Here are the top medical news of the day:
Common origin behind major childhood allergies discovered
Several major childhood allergies may all stem from the community of bacteria living in our gut, according to a new study led by researchers at the University of British Columbia and BC Children’s Hospital. The research, published in Nature Communications, identifies gut microbiome features and early life influences that are associated with children developing any of four common allergies — eczema, asthma, food allergy, and/or hay fever. The findings could lead to methods of predicting whether a child will develop allergies and ways to prevent them from developing at all.
For the study, researchers examined clinical assessments from 1,115 children who were tracked from birth to age five. The researchers evaluated the children’s microbiomes from stool samples collected at clinical visits at three months and one year of age.

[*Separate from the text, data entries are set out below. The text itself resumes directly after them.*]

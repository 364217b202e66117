//! Configuration for hybrid handshakes

use std::fmt;
use std::sync::Arc;
use std::time::Duration;

use crypto::{resolve_scheme, DEFAULT_KEM_SCHEME};

use crate::error::{HandshakeError, Result};
use crate::observer::{HandshakeObserver, NoopObserver};

/// Smallest record limit that still fits a classical-only hello
const MIN_MESSAGE_SIZE: usize = 256;

/// Configuration for hybrid handshakes
#[derive(Clone)]
pub struct HandshakeConfig {
    /// Identifier sent in the ClientHello
    pub client_id: String,

    /// KEM assumed for a ClientHello that does not name one
    pub kem_scheme: String,

    /// Whether the initiator includes its post-quantum key
    pub offer_pq: bool,

    /// Whether to require post-quantum key material
    /// If true, reject peers that fall back to classical-only
    pub require_pq: bool,

    /// Handshake timeout
    pub handshake_timeout: Duration,

    /// Maximum length of a single handshake record
    pub max_handshake_message_size: usize,

    /// Whether to log detailed handshake information
    pub verbose_logging: bool,

    /// Receives downgrade, success and failure events
    pub observer: Arc<dyn HandshakeObserver>,
}

impl HandshakeConfig {
    /// Create a configuration with defaults
    pub fn new(client_id: impl Into<String>, require_pq: bool) -> Self {
        Self {
            client_id: client_id.into(),
            kem_scheme: DEFAULT_KEM_SCHEME.to_string(),
            offer_pq: true,
            require_pq,
            handshake_timeout: Duration::from_secs(30),
            max_handshake_message_size: 16 * 1024, // 16 KB
            verbose_logging: false,
            observer: Arc::new(NoopObserver),
        }
    }

    /// Create a development configuration (downgrades allowed)
    pub fn development(client_id: impl Into<String>) -> Self {
        Self::new(client_id, false)
    }

    /// Create a production configuration (requires PQ)
    pub fn production(client_id: impl Into<String>) -> Self {
        Self::new(client_id, true)
    }

    /// Set the handshake timeout
    pub fn with_timeout(mut self, timeout: Duration) -> Self {
        self.handshake_timeout = timeout;
        self
    }

    /// Install an observer
    pub fn with_observer(mut self, observer: Arc<dyn HandshakeObserver>) -> Self {
        self.observer = observer;
        self
    }

    /// Stop offering a post-quantum key as initiator
    pub fn without_pq_offer(mut self) -> Self {
        self.offer_pq = false;
        self
    }

    /// Enable verbose logging
    pub fn with_verbose_logging(mut self) -> Self {
        self.verbose_logging = true;
        self
    }
}

impl Default for HandshakeConfig {
    fn default() -> Self {
        Self::development("mirage-client")
    }
}

impl fmt::Debug for HandshakeConfig {
    fn fmt(&self, f: &mut fmt::Formatter<'_>) -> fmt::Result {
        f.debug_struct("HandshakeConfig")
            .field("client_id", &self.client_id)
            .field("kem_scheme", &self.kem_scheme)
            .field("offer_pq", &self.offer_pq)
            .field("require_pq", &self.require_pq)
            .field("handshake_timeout", &self.handshake_timeout)
            .field("max_handshake_message_size", &self.max_handshake_message_size)
            .field("verbose_logging", &self.verbose_logging)
            .finish_non_exhaustive()
    }
}

/// Builder for HandshakeConfig
pub struct HandshakeConfigBuilder {
    client_id: Option<String>,
    kem_scheme: String,
    offer_pq: bool,
    require_pq: bool,
    handshake_timeout: Duration,
    max_handshake_message_size: usize,
    verbose_logging: bool,
    observer: Option<Arc<dyn HandshakeObserver>>,
}

impl Default for HandshakeConfigBuilder {
    fn default() -> Self {
        Self::new()
    }
}

impl HandshakeConfigBuilder {
    /// Create a new builder with defaults
    pub fn new() -> Self {
        Self {
            client_id: None,
            kem_scheme: DEFAULT_KEM_SCHEME.to_string(),
            offer_pq: true,
            require_pq: false,
            handshake_timeout: Duration::from_secs(30),
            max_handshake_message_size: 16 * 1024,
            verbose_logging: false,
            observer: None,
        }
    }

    /// Set the identifier sent in the ClientHello
    pub fn client_id(mut self, id: impl Into<String>) -> Self {
        self.client_id = Some(id.into());
        self
    }

    /// Set the KEM scheme by registry name
    pub fn kem_scheme(mut self, scheme: impl Into<String>) -> Self {
        self.kem_scheme = scheme.into();
        self
    }

    /// Set whether the initiator offers a PQ key
    pub fn offer_pq(mut self, offer: bool) -> Self {
        self.offer_pq = offer;
        self
    }

    /// Set whether PQ is required
    pub fn require_pq(mut self, require: bool) -> Self {
        self.require_pq = require;
        self
    }

    /// Set the handshake timeout
    pub fn handshake_timeout(mut self, timeout: Duration) -> Self {
        self.handshake_timeout = timeout;
        self
    }

    /// Set maximum handshake message size
    pub fn max_message_size(mut self, size: usize) -> Self {
        self.max_handshake_message_size = size;
        self
    }

    /// Enable verbose logging
    pub fn verbose(mut self) -> Self {
        self.verbose_logging = true;
        self
    }

    /// Install an observer
    pub fn observer(mut self, observer: Arc<dyn HandshakeObserver>) -> Self {
        self.observer = Some(observer);
        self
    }

    /// Build the configuration
    pub fn build(self) -> Result<HandshakeConfig> {
        let client_id = self
            .client_id
            .ok_or_else(|| HandshakeError::InvalidConfig("client id is required".into()))?;

        resolve_scheme(&self.kem_scheme)
            .map_err(|e| HandshakeError::InvalidConfig(e.to_string()))?;

        if self.max_handshake_message_size < MIN_MESSAGE_SIZE {
            return Err(HandshakeError::InvalidConfig(format!(
                "max message size {} is below {MIN_MESSAGE_SIZE} bytes",
                self.max_handshake_message_size
            )));
        }
        if self.handshake_timeout.is_zero() {
            return Err(HandshakeError::InvalidConfig(
                "handshake timeout must be non-zero".into(),
            ));
        }
        if self.require_pq && !self.offer_pq {
            return Err(HandshakeError::InvalidConfig(
                "require_pq conflicts with disabling the PQ offer".into(),
            ));
        }

        Ok(HandshakeConfig {
            client_id,
            kem_scheme: self.kem_scheme,
            offer_pq: self.offer_pq,
            require_pq: self.require_pq,
            handshake_timeout: self.handshake_timeout,
            max_handshake_message_size: self.max_handshake_message_size,
            verbose_logging: self.verbose_logging,
            observer: self.observer.unwrap_or_else(|| Arc::new(NoopObserver)),
        })
    }
}

#[cfg(test)]
mod tests {
    use super::*;
    use crate::error::ErrorKind;

    #[test]
    fn defaults_allow_downgrade() {
        let config = HandshakeConfig::default();
        assert!(!config.require_pq);
        assert!(config.offer_pq);
        assert_eq!(config.kem_scheme, "ML-KEM-768");
        assert_eq!(config.handshake_timeout, Duration::from_secs(30));
        assert_eq!(config.max_handshake_message_size, 16 * 1024);
    }

    #[test]
    fn production_requires_pq() {
        assert!(HandshakeConfig::production("node").require_pq);
    }

    #[test]
    fn builder_rejects_unknown_scheme() {
        let err = HandshakeConfigBuilder::new()
            .client_id("client-1")
            .kem_scheme("Kyber-9000")
            .build()
            .unwrap_err();
        assert_eq!(err.kind(), ErrorKind::Configuration);
    }

    #[test]
    fn builder_rejects_tiny_records() {
        let result = HandshakeConfigBuilder::new()
            .client_id("client-1")
            .max_message_size(16)
            .build();
        assert!(matches!(result, Err(HandshakeError::InvalidConfig(_))));
    }

    #[test]
    fn builder_requires_client_id() {
        assert!(HandshakeConfigBuilder::new().build().is_err());
    }

    #[test]
    fn builder_applies_settings() {
        let config = HandshakeConfigBuilder::new()
            .client_id("client-7")
            .kem_scheme("ML-KEM-1024")
            .require_pq(true)
            .handshake_timeout(Duration::from_secs(5))
            .verbose()
            .build()
            .unwrap();
        assert_eq!(config.client_id, "client-7");
        assert_eq!(config.kem_scheme, "ML-KEM-1024");
        assert!(config.require_pq);
        assert!(config.verbose_logging);
        assert_eq!(config.handshake_timeout, Duration::from_secs(5));
    }
}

Reference: Dr. Stuart Turvey et al, Nature Communications, DOI 10.1038/s41467-023-40336-4
Artificial kidney may free patients from dialysis
Scientists at UC San Francisco are working on a new approach to treating kidney failure that could one day free people from needing dialysis or having to take harsh drugs to suppress their immune system after a transplant. They have shown for the first time that kidney cells, housed in an implantable device called a bioreactor, can survive inside the body of a pig and mimic several important kidney functions. The device can work quietly in the background, like a pacemaker, and does not trigger the recipient’s immune system to go on the attack.